Ces images d’horreur demeureront dans la tête de plusieurs, et ce, pour longtemps.

« On y pense souvent quand on est dans l’autobus, ajoute Julien. Surtout le soir lors des tempêtes de neige. On a confiance en nos chauffeurs, mais parfois ça peut être les autres véhicules qui causent un accident. Aujourd’hui, je pense surtout aux parents qui voient leur fils partir sur la route pour pratiquer un sport qu’ils aiment. C’est tragique et le monde du hockey est en deuil. »

Stéphane Julien estime d’ailleurs que certaines choses devront changer : « Depuis longtemps, la LHJMQ aurait dû agir afin de modifier les règles et réduire le nombre de longs voyages. Il faut penser à l’école et à l’aspect financier. On doit adopter un système plus logique. »

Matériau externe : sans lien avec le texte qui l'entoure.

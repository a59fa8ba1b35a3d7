use std::fmt;

use serde::{Serialize, Serializer};

/// A leaf value as the engine carries it.
///
/// The engine is dynamically typed, so a single representation covers every
/// scalar the schema can declare. Extended scalars with a string wire form
/// (`Date`, `DateTime`, `BigDecimal`, `BigInteger`) are carried as validated
/// [`ScalarValue::String`]s; their validation lives in [`coercion`].
#[derive(Clone, Debug, PartialEq)]
pub enum ScalarValue {
    /// An `Int` or `Short` value.
    Int(i32),
    /// A `Long` value (64-bit wire integer).
    Long(i64),
    /// A `Float` value.
    Float(f64),
    /// A `String`, `ID`, or string-carried extended scalar value.
    String(String),
    /// A `Boolean` value.
    Boolean(bool),
    /// A `JSON` value: any structure the tenant handed over.
    Json(serde_json::Value),
}

impl ScalarValue {
    /// Represents this value as an `i32`, if possible.
    pub fn as_int(&self) -> Option<i32> {
        match self {
            Self::Int(i) => Some(*i),
            Self::Long(i) => i32::try_from(*i).ok(),
            _ => None,
        }
    }

    /// Represents this value as an `i64`, if possible.
    pub fn as_long(&self) -> Option<i64> {
        match self {
            Self::Int(i) => Some((*i).into()),
            Self::Long(i) => Some(*i),
            _ => None,
        }
    }

    /// Represents this value as an `f64`, if possible.
    pub fn as_float(&self) -> Option<f64> {
        match self {
            Self::Int(i) => Some((*i).into()),
            Self::Long(i) => Some(*i as f64),
            Self::Float(f) => Some(*f),
            _ => None,
        }
    }

    /// Represents this value as a string slice, if it is a string.
    pub fn as_str(&self) -> Option<&str> {
        match self {
            Self::String(s) => Some(s),
            _ => None,
        }
    }

    /// Represents this value as a `bool`, if it is a boolean.
    pub fn as_boolean(&self) -> Option<bool> {
        match self {
            Self::Boolean(b) => Some(*b),
            _ => None,
        }
    }
}

impl From<i32> for ScalarValue {
    fn from(v: i32) -> Self {
        Self::Int(v)
    }
}

impl From<i64> for ScalarValue {
    fn from(v: i64) -> Self {
        Self::Long(v)
    }
}

impl From<f64> for ScalarValue {
    fn from(v: f64) -> Self {
        Self::Float(v)
    }
}

impl From<bool> for ScalarValue {
    fn from(v: bool) -> Self {
        Self::Boolean(v)
    }
}

impl From<String> for ScalarValue {
    fn from(v: String) -> Self {
        Self::String(v)
    }
}

impl From<&str> for ScalarValue {
    fn from(v: &str) -> Self {
        Self::String(v.into())
    }
}

impl From<serde_json::Value> for ScalarValue {
    fn from(v: serde_json::Value) -> Self {
        Self::Json(v)
    }
}

impl fmt::Display for ScalarValue {
    fn fmt(&self, f: &mut fmt::Formatter<'_>) -> fmt::Result {
        match self {
            Self::Int(i) => write!(f, "{i}"),
            Self::Long(i) => write!(f, "{i}"),
            Self::Float(v) => write!(f, "{v}"),
            Self::String(s) => write!(f, "\"{s}\""),
            Self::Boolean(b) => write!(f, "{b}"),
            Self::Json(j) => write!(f, "{j}"),
        }
    }
}

impl Serialize for ScalarValue {
    fn serialize<S: Serializer>(&self, serializer: S) -> Result<S::Ok, S::Error> {
        match self {
            Self::Int(i) => serializer.serialize_i32(*i),
            Self::Long(i) => serializer.serialize_i64(*i),
            Self::Float(v) => serializer.serialize_f64(*v),
            Self::String(s) => serializer.serialize_str(s),
            Self::Boolean(b) => serializer.serialize_bool(*b),
            Self::Json(j) => j.serialize(serializer),
        }
    }
}

/// Wire-format validation of built-in scalar values.
///
/// Each function checks one scalar's lexical form the way the schema's
/// `try_parse` hook expects: `Ok(())` when the input inhabits the scalar,
/// an error message otherwise.
pub mod coercion {
    use std::str::FromStr as _;

    use bigdecimal::BigDecimal;
    use chrono::{DateTime, NaiveDate};
    use num_bigint::BigInt;

    use super::ScalarValue;

    /// `Int`: a 32-bit signed integer.
    pub fn int(v: &ScalarValue) -> Result<(), String> {
        match v {
            ScalarValue::Int(_) => Ok(()),
            ScalarValue::Long(i) if i32::try_from(*i).is_ok() => Ok(()),
            other => Err(format!("Expected `Int`, found {other}")),
        }
    }

    /// `Short`: a 16-bit signed integer carried in an `Int` slot.
    pub fn short(v: &ScalarValue) -> Result<(), String> {
        match v.as_long() {
            Some(i) if i16::try_from(i).is_ok() => Ok(()),
            _ => Err(format!("Expected `Short`, found {v}")),
        }
    }

    /// `Long`: a 64-bit signed integer.
    pub fn long(v: &ScalarValue) -> Result<(), String> {
        match v {
            ScalarValue::Int(_) | ScalarValue::Long(_) => Ok(()),
            other => Err(format!("Expected `Long`, found {other}")),
        }
    }

    /// `Float`: any numeric value.
    pub fn float(v: &ScalarValue) -> Result<(), String> {
        v.as_float()
            .map(drop)
            .ok_or_else(|| format!("Expected `Float`, found {v}"))
    }

    /// `String` and `ID`.
    pub fn string(v: &ScalarValue) -> Result<(), String> {
        v.as_str()
            .map(drop)
            .ok_or_else(|| format!("Expected `String`, found {v}"))
    }

    /// `Boolean`.
    pub fn boolean(v: &ScalarValue) -> Result<(), String> {
        v.as_boolean()
            .map(drop)
            .ok_or_else(|| format!("Expected `Boolean`, found {v}"))
    }

    /// `Date`: `"YYYY-MM-DD"`.
    pub fn date(v: &ScalarValue) -> Result<(), String> {
        let s = v
            .as_str()
            .ok_or_else(|| format!("Expected `Date` string, found {v}"))?;
        NaiveDate::parse_from_str(s, "%Y-%m-%d")
            .map(drop)
            .map_err(|e| format!("Invalid `Date` value \"{s}\": {e}"))
    }

    /// `DateTime`: RFC 3339, normalized to UTC.
    pub fn datetime(v: &ScalarValue) -> Result<(), String> {
        let s = v
            .as_str()
            .ok_or_else(|| format!("Expected `DateTime` string, found {v}"))?;
        DateTime::parse_from_rfc3339(s)
            .map(drop)
            .map_err(|e| format!("Invalid `DateTime` value \"{s}\": {e}"))
    }

    /// `BigDecimal`: an arbitrary-precision decimal carried as a string.
    pub fn big_decimal(v: &ScalarValue) -> Result<(), String> {
        let s = v
            .as_str()
            .ok_or_else(|| format!("Expected `BigDecimal` string, found {v}"))?;
        BigDecimal::from_str(s)
            .map(drop)
            .map_err(|e| format!("Invalid `BigDecimal` value \"{s}\": {e}"))
    }

    /// `BigInteger`: an arbitrary-precision integer carried as a string.
    pub fn big_integer(v: &ScalarValue) -> Result<(), String> {
        let s = v
            .as_str()
            .ok_or_else(|| format!("Expected `BigInteger` string, found {v}"))?;
        BigInt::from_str(s)
            .map(drop)
            .map_err(|e| format!("Invalid `BigInteger` value \"{s}\": {e}"))
    }

    /// `JSON`: anything.
    pub fn json(_: &ScalarValue) -> Result<(), String> {
        Ok(())
    }
}

#[cfg(test)]
mod tests {
    use super::{ScalarValue, coercion};

    #[test]
    fn numeric_widening() {
        assert_eq!(ScalarValue::Int(7).as_long(), Some(7));
        assert_eq!(ScalarValue::Long(7).as_int(), Some(7));
        assert_eq!(ScalarValue::Long(i64::MAX).as_int(), None);
        assert_eq!(ScalarValue::Int(2).as_float(), Some(2.0));
    }

    #[test]
    fn date_wire_format() {
        assert!(coercion::date(&ScalarValue::from("1815-12-10")).is_ok());
        assert!(coercion::date(&ScalarValue::from("1815-13-10")).is_err());
        assert!(coercion::date(&ScalarValue::Int(3)).is_err());
    }

    #[test]
    fn datetime_wire_format() {
        assert!(coercion::datetime(&ScalarValue::from("2015-06-29T12:00:00Z")).is_ok());
        assert!(coercion::datetime(&ScalarValue::from("2015-06-29T12:00:00+02:00")).is_ok());
        assert!(coercion::datetime(&ScalarValue::from("2015-06-29")).is_err());
    }

    #[test]
    fn big_number_wire_formats() {
        assert!(coercion::big_decimal(&ScalarValue::from("3.14159265358979323846")).is_ok());
        assert!(coercion::big_decimal(&ScalarValue::from("not-a-number")).is_err());
        assert!(coercion::big_integer(&ScalarValue::from("340282366920938463463374607431768211456")).is_ok());
        assert!(coercion::big_integer(&ScalarValue::from("12.5")).is_err());
    }

    #[test]
    fn short_bounds() {
        assert!(coercion::short(&ScalarValue::Int(32767)).is_ok());
        assert!(coercion::short(&ScalarValue::Int(32768)).is_err());
    }
}
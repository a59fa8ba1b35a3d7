use std::sync::Arc;

use async_trait::async_trait;
use pretty_assertions::assert_eq;

use crate::{
    Coordinate, EXECUTE_ACCESS_CHECKS_IN_MODSTRAT, ErrorKind, FieldError, FieldResult, Viaduct,
    access::{CheckResult, CheckerExecutor},
};

use super::{as_json, run, test_builder};

/// Denies exactly one coordinate.
struct DenyOne {
    denied: Coordinate,
}

#[async_trait]
impl CheckerExecutor for DenyOne {
    async fn execute(&self, coordinate: &Coordinate) -> FieldResult<CheckResult> {
        if *coordinate == self.denied {
            Ok(CheckResult::Denied(FieldError::new(
                format!("access to \"{coordinate}\" denied"),
                ErrorKind::AccessDenied,
            )))
        } else {
            Ok(CheckResult::Allowed)
        }
    }
}

fn checked_service(modstrat: bool) -> Viaduct {
    let (builder, _) = test_builder();
    builder
        .checker_executor_factory(Arc::new(|| {
            Some(Arc::new(DenyOne {
                denied: Coordinate::new("Query", "secret"),
            }) as Arc<dyn CheckerExecutor>)
        }))
        .flag_manager(Arc::new(move |name: &str| {
            modstrat && name == EXECUTE_ACCESS_CHECKS_IN_MODSTRAT
        }))
        .build()
        .unwrap()
}

async fn denied_outcome(service: &Viaduct) -> serde_json::Value {
    as_json(&run(service, "{ secret counter }").await)
}

#[tokio::test]
async fn denial_is_per_field_and_non_fatal() {
    let service = checked_service(false);
    let json = denied_outcome(&service).await;

    assert_eq!(
        json["data"],
        serde_json::json!({ "secret": null, "counter": 7 }),
    );
    assert_eq!(json["errors"][0]["extensions"]["classification"], "AccessDenied");
    assert_eq!(json["errors"][0]["path"], serde_json::json!(["secret"]));
}

#[tokio::test]
async fn both_checker_placements_produce_identical_outcomes() {
    let separate_pass = denied_outcome(&checked_service(false)).await;
    let modstrat = denied_outcome(&checked_service(true)).await;
    assert_eq!(separate_pass, modstrat);
}
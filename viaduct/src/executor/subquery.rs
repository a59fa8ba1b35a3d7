//! Handle-based re-entry: running a selection against a live request from
//! outside the resolver call stack.

use std::{
    fmt,
    sync::{
        Mutex, OnceLock, Weak,
        atomic::{AtomicU64, Ordering},
    },
};

use fnv::FnvHashMap;

use crate::{
    executor::{
        EngineExecutionContext, ExecutionParameters, RequestShared,
        context::SubqueryOptions,
        eod::EngineObjectData,
        error::{ErrorKind, FieldError},
    },
    selections::RawSelectionSet,
};

/// Opaque per-request token letting sub-selections rejoin the live request.
#[derive(Clone, Copy, Debug, Eq, Hash, PartialEq)]
pub struct ExecutionHandle(u64);

/// A sub-selection could not be executed: invalid handle, root-type mismatch,
/// plan build failure, or a failure setting up field resolution.
#[derive(Clone, Debug, Eq, PartialEq)]
pub struct SubqueryExecutionException {
    message: String,
}

impl SubqueryExecutionException {
    pub(crate) fn new(message: impl Into<String>) -> Self {
        Self {
            message: message.into(),
        }
    }

    /// The failure description.
    pub fn message(&self) -> &str {
        &self.message
    }

    /// This exception as a classified field error.
    pub fn into_field_error(self) -> FieldError {
        FieldError::new(self.message, ErrorKind::SubqueryExecution)
    }
}

impl fmt::Display for SubqueryExecutionException {
    fn fmt(&self, f: &mut fmt::Formatter<'_>) -> fmt::Result {
        write!(f, "Subquery execution failed: {}", self.message)
    }
}

impl std::error::Error for SubqueryExecutionException {}

struct HandleRegistry {
    live: Mutex<FnvHashMap<u64, Weak<RequestShared>>>,
    next: AtomicU64,
}

fn registry() -> &'static HandleRegistry {
    static REGISTRY: OnceLock<HandleRegistry> = OnceLock::new();
    REGISTRY.get_or_init(|| HandleRegistry {
        live: Mutex::new(FnvHashMap::default()),
        next: AtomicU64::new(1),
    })
}

/// Issues the handle for a request. When handle-based execution is disabled,
/// the handle is minted but never registered, so resolving it fails.
pub(crate) fn register(shared: Weak<RequestShared>, enabled: bool) -> ExecutionHandle {
    let registry = registry();
    let id = registry.next.fetch_add(1, Ordering::Relaxed);
    if enabled {
        registry
            .live
            .lock()
            .expect("handle registry poisoned")
            .insert(id, shared);
    }
    ExecutionHandle(id)
}

pub(crate) fn unregister(handle: ExecutionHandle) {
    registry()
        .live
        .lock()
        .expect("handle registry poisoned")
        .remove(&handle.0);
}

/// Executes `selection` as a root `Query` selection of the live request
/// identified by `handle`.
///
/// This is the bridge the tenant runtime calls after converting a typed
/// selection set; it recovers the request state from the handle and builds
/// child execution parameters for the selection.
pub async fn execute_selection_set(
    handle: ExecutionHandle,
    selection: &RawSelectionSet,
    options: SubqueryOptions,
) -> Result<EngineObjectData, SubqueryExecutionException> {
    let shared = registry()
        .live
        .lock()
        .expect("handle registry poisoned")
        .get(&handle.0)
        .cloned()
        .and_then(|weak| weak.upgrade())
        .ok_or_else(|| {
            SubqueryExecutionException::new("invalid or expired execution handle")
        })?;

    // Rebuild scope parameters from the shared request state; the plan and
    // variables come solely from the selection.
    let params = ExecutionParameters {
        active_schema: shared.full_schema.clone(),
        plan: crate::plan::QueryPlan::build_from_selections(
            selection,
            crate::plan::PlanOperation::Subquery,
            &shared.full_schema,
        )
        .map_err(|e| SubqueryExecutionException::new(format!("plan build failed: {e}")))?,
        variables: std::sync::Arc::new(crate::executor::Variables::new()),
        root_oer: shared.root_query_oer,
        shared,
    };

    EngineExecutionContext { params }
        .execute_selection_set(selection, options)
        .await
}
fn parse_interface_def(
    parser: &mut Parser<'_>,
    description: Option<ArcStr>,
) -> UnlocatedParseResult<SdlDefinition> {
    parser.expect(&Token::Name("interface"))?;
    let name = parser.expect_name()?;
    let interface_names = parse_implements(parser)?;
    let directives = parse_applied_directives(parser)?;
    let fields = parse_field_definitions(parser)?;

    Ok(SdlDefinition::Type(TypeDef::Interface(InterfaceMeta {
        name: name.item.into(),
        description,
        fields,
        interface_names,
        scopes: scopes_of(&directives),
        directives,
    })))
}

fn parse_union_def(
    parser: &mut Parser<'_>,
    description: Option<ArcStr>,
) -> UnlocatedParseResult<SdlDefinition> {
    parser.expect(&Token::Name("union"))?;
    let name = parser.expect_name()?;
    let directives = parse_applied_directives(parser)?;
    parser.expect(&Token::Equals)?;

    let mut of_type_names = Vec::new();
    let _ = parser.skip(&Token::Pipe)?;
    of_type_names.push(ArcStr::from(parser.expect_name()?.item));
    while parser.skip(&Token::Pipe)?.is_some() {
        of_type_names.push(ArcStr::from(parser.expect_name()?.item));
    }

    Ok(SdlDefinition::Type(TypeDef::Union(UnionMeta {
        name: name.item.into(),
        description,
        of_type_names,
        scopes: scopes_of(&directives),
        directives,
    })))
}

fn parse_enum_def(
    parser: &mut Parser<'_>,
    description: Option<ArcStr>,
) -> UnlocatedParseResult<SdlDefinition> {
    parser.expect(&Token::Name("enum"))?;
    let name = parser.expect_name()?;
    let directives = parse_applied_directives(parser)?;
    parser.expect(&Token::CurlyOpen)?;

    let mut values = Vec::new();
    while parser.skip(&Token::CurlyClose)?.is_none() {
        let value_description = parse_description(parser)?;
        let value_name = parser.expect_name()?;
        let value_directives = parse_applied_directives(parser)?;
        values.push(EnumValueMeta {
            name: value_name.item.into(),
            description: value_description,
            deprecation_status: deprecation_of(&value_directives),
            scopes: scopes_of(&value_directives),
        });
    }

    Ok(SdlDefinition::Type(TypeDef::Enum(EnumMeta {
        name: name.item.into(),
        description,
        values,
        scopes: scopes_of(&directives),
        directives,
    })))
}

fn parse_input_def(
    parser: &mut Parser<'_>,
    description: Option<ArcStr>,
) -> UnlocatedParseResult<SdlDefinition> {
    parser.expect(&Token::Name("input"))?;
    let name = parser.expect_name()?;
    let directives = parse_applied_directives(parser)?;
    parser.expect(&Token::CurlyOpen)?;

    let mut input_fields = Vec::new();
    while parser.skip(&Token::CurlyClose)?.is_none() {
        input_fields.push(parse_input_value_definition(parser)?);
    }

    Ok(SdlDefinition::Type(TypeDef::InputObject(InputObjectMeta {
        name: name.item.into(),
        description,
        input_fields,
        one_of: has_directive(&directives, "oneOf"),
        scopes: scopes_of(&directives),
        directives,
    })))
}
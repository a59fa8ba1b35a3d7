use pretty_assertions::assert_eq;

use crate::ExecutionInput;

use super::{as_json, test_service};

#[tokio::test]
async fn scoped_requests_cannot_select_out_of_scope_fields() {
    let (service, _) = test_service();
    let response = service
        .execute(ExecutionInput::document("{ secret }").schema_id("public"))
        .await;
    let json = as_json(&response);

    assert_eq!(json["data"], serde_json::Value::Null);
    assert_eq!(
        json["errors"][0]["extensions"]["classification"],
        "ValidationError",
    );
    assert!(
        json["errors"][0]["message"]
            .as_str()
            .unwrap()
            .contains("secret"),
    );
}

#[tokio::test]
async fn the_matching_scope_sees_the_field() {
    let (service, _) = test_service();
    let response = service
        .execute(ExecutionInput::document("{ secret }").schema_id("internal"))
        .await;
    assert_eq!(
        as_json(&response)["data"],
        serde_json::json!({ "secret": "s3cr3t" }),
    );
}

#[tokio::test]
async fn sub_selections_always_use_the_full_schema() {
    let (service, _) = test_service();
    // `peek` reads `secret` through a sub-selection; the scoped request
    // cannot, but the sub-selection can.
    let response = service
        .execute(ExecutionInput::document("{ peek }").schema_id("public"))
        .await;
    assert_eq!(
        as_json(&response)["data"],
        serde_json::json!({ "peek": "s3cr3t" }),
    );
}

#[tokio::test]
async fn unknown_schema_ids_are_rejected() {
    let (service, _) = test_service();
    let response = service
        .execute(ExecutionInput::document("{ counter }").schema_id("nope"))
        .await;
    let json = as_json(&response);
    assert_eq!(json["data"], serde_json::Value::Null);
    assert!(
        json["errors"][0]["message"]
            .as_str()
            .unwrap()
            .contains("Unknown schema id"),
    );
}

#[tokio::test]
async fn scoped_plans_do_not_collide_in_the_cache() {
    let (service, _) = test_service();
    // The same selection text against two scoped views must not share a
    // plan: `secret` exists in one and not the other.
    let internal = service
        .execute(ExecutionInput::document("{ secret }").schema_id("internal"))
        .await;
    assert!(internal.errors.is_empty());

    let public = service
        .execute(ExecutionInput::document("{ secret }").schema_id("public"))
        .await;
    assert!(!public.errors.is_empty());
}
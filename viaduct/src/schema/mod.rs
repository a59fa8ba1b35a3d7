//! The in-memory typed schema: metadata model, type-expression algebra, SDL
//! building, and scope filtering.

pub mod filter;
pub mod meta;
pub mod model;
pub mod sdl;
pub mod type_expr;

pub use self::{
    filter::FilterTarget,
    model::{InvalidSchema, SchemaError, ViaductSchema},
    sdl::{SchemaOptions, build_schema},
    type_expr::TypeExpr,
};

#[cfg(test)]
mod tests {
    use std::collections::HashSet;

    use super::{SchemaOptions, build_schema, model::SchemaError};

    fn sources(text: &str) -> Vec<(String, String)> {
        vec![("test.graphql".into(), text.into())]
    }

    const STARWARS: &str = r#"
        schema { query: Query }

        interface Node { id: ID! }

        type Query {
            hero(episode: Episode = NEWHOPE): Character
            film(id: ID! @idOf(type: "Film")): Film @resolver
        }

        enum Episode { NEWHOPE EMPIRE JEDI }

        interface Character {
            id: ID!
            name: String!
        }

        type Human implements Character & Node {
            id: ID!
            name: String!
            homePlanet: String
        }

        type Droid implements Character & Node {
            id: ID!
            name: String!
            primaryFunction: String @scope(to: ["internal"])
        }

        type Film implements Node @resolver {
            id: ID!
            title: String!
            episode: Episode
        }

        union SearchResult = Human | Droid | Film
    "#;

    #[test]
    fn builds_and_closes() {
        let schema = build_schema(&sources(STARWARS), &SchemaOptions::default()).unwrap();
        assert!(schema.object("Human").is_some());
        assert!(schema.interface("Character").is_some());
        assert_eq!(schema.possible_objects("Character").len(), 2);
        assert_eq!(schema.possible_objects("SearchResult").len(), 3);
        assert!(schema.is_spreadable("Character", "Droid"));
        assert!(schema.is_spreadable("SearchResult", "Character"));
        assert!(!schema.is_spreadable("Film", "Human"));
    }

    #[test]
    fn node_fields_are_injected() {
        let schema = build_schema(&sources(STARWARS), &SchemaOptions::default()).unwrap();
        let query = schema.object("Query").unwrap();
        assert!(query.field_by_name("node").is_some());
        assert!(query.field_by_name("nodes").is_some());
        assert!(schema.object("Film").unwrap().is_node());
    }

    #[test]
    fn node_fields_can_be_disabled() {
        let opts = SchemaOptions {
            enable_node_resolvers: false,
            ..SchemaOptions::default()
        };
        let schema = build_schema(&sources(STARWARS), &opts).unwrap();
        assert!(schema.object("Query").unwrap().field_by_name("node").is_none());
    }

    #[test]
    fn id_of_is_recorded_on_arguments() {
        let schema = build_schema(&sources(STARWARS), &SchemaOptions::default()).unwrap();
        let film = schema.field_of("Query", "film").unwrap();
        assert_eq!(film.argument("id").unwrap().id_of.as_deref(), Some("Film"));
        assert!(film.has_resolver);
    }

    #[test]
    fn unknown_type_reference_fails() {
        let err = build_schema(
            &sources("type Query { broken: Missing }"),
            &SchemaOptions::default(),
        )
        .unwrap_err();
        assert!(
            err.errors
                .iter()
                .any(|e| matches!(e, SchemaError::UnknownType(name, _) if name == "Missing")),
        );
    }

    #[test]
    fn one_of_inputs_must_be_all_nullable() {
        let err = build_schema(
            &sources(
                "type Query { a: Int }
                 input Lookup @oneOf { byId: ID! byName: String }",
            ),
            &SchemaOptions::default(),
        )
        .unwrap_err();
        assert!(
            err.errors
                .iter()
                .any(|e| matches!(e, SchemaError::OneOfFieldNotNullable(..))),
        );
    }

    #[test]
    fn interface_override_must_agree_on_type() {
        let err = build_schema(
            &sources(
                "interface Named { name: String! }
                 type Query { a: Int }
                 type Pet implements Named { name: Int! }",
            ),
            &SchemaOptions::default(),
        )
        .unwrap_err();
        assert!(
            err.errors
                .iter()
                .any(|e| matches!(e, SchemaError::FieldOverrideMismatch(..))),
        );
    }

    #[test]
    fn subscriptions_are_rejected_by_default() {
        let err = build_schema(
            &sources("type Query { a: Int } type Subscription { ticks: Int }"),
            &SchemaOptions::default(),
        )
        .unwrap_err();
        assert!(
            err.errors
                .iter()
                .any(|e| matches!(e, SchemaError::SubscriptionsUnsupported)),
        );

        let opts = SchemaOptions {
            allow_subscriptions: true,
            ..SchemaOptions::default()
        };
        build_schema(
            &sources("type Query { a: Int } type Subscription { ticks: Int }"),
            &opts,
        )
        .unwrap();
    }

    #[test]
    fn directive_location_is_enforced() {
        let err = build_schema(
            &sources("type Query @backingData(class: \"x\") { a: Int }"),
            &SchemaOptions::default(),
        )
        .unwrap_err();
        assert!(
            err.errors
                .iter()
                .any(|e| matches!(e, SchemaError::DirectiveNotAllowedHere(..))),
        );
    }

    #[test]
    fn scoped_view_prunes_fields_and_stays_closed() {
        let schema = build_schema(&sources(STARWARS), &SchemaOptions::default()).unwrap();

        let public = schema.scoped_to(&HashSet::new());
        assert!(public.object("Droid").unwrap().field_by_name("primaryFunction").is_none());

        let internal = schema.scoped_to(&HashSet::from(["internal".to_string()]));
        assert!(internal.object("Droid").unwrap().field_by_name("primaryFunction").is_some());

        assert_ne!(public.digest(), internal.digest());
        assert_ne!(public.digest(), schema.digest());
    }

    #[test]
    fn filtering_a_type_cascades_to_its_fields() {
        let schema = build_schema(&sources(STARWARS), &SchemaOptions::default()).unwrap();
        let filtered = schema.filter(|t| match t {
            crate::schema::FilterTarget::Type(t) => *t.name() != "Film",
            _ => true,
        });
        assert!(filtered.object("Film").is_none());
        // Query.film returned a Film, so it is gone with it.
        assert!(filtered.field_of("Query", "film").is_none());
        assert_eq!(filtered.possible_objects("SearchResult").len(), 2);
    }
}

Chose certaine, Kolby Johnson a vécu un moment particulier lors de la partie de samedi à Bathurst. Laissé de côté plus souvent qu’à son tour, Johnson a été appelé en renfort à la suite de la blessure à Mathieu Olivier.

« La minute de silence a été très émotive. D’ailleurs, j’aimerais dire au partisan qui a crié de mettre fin à cette minute de silence afin de commencer la partie qu’il a manqué énormément de respect. Mais bref, je me suis présenté sur la glace en pensant aux joueurs et aux autres membres des Broncos. J’ai joué ce match-là pour eux. On a perdu, c’était difficile pour tout le monde, mais ce n’est qu’un jeu. On tient à la victoire, mais on a la chance de pouvoir jouer au hockey et d’être en vie. On est privilégiés. Ce genre de tragédie aurait pu nous arriver et nous ne sommes toujours pas à l’abri », résume le joueur du Phœnix avec beaucoup d’émotions dans la voix.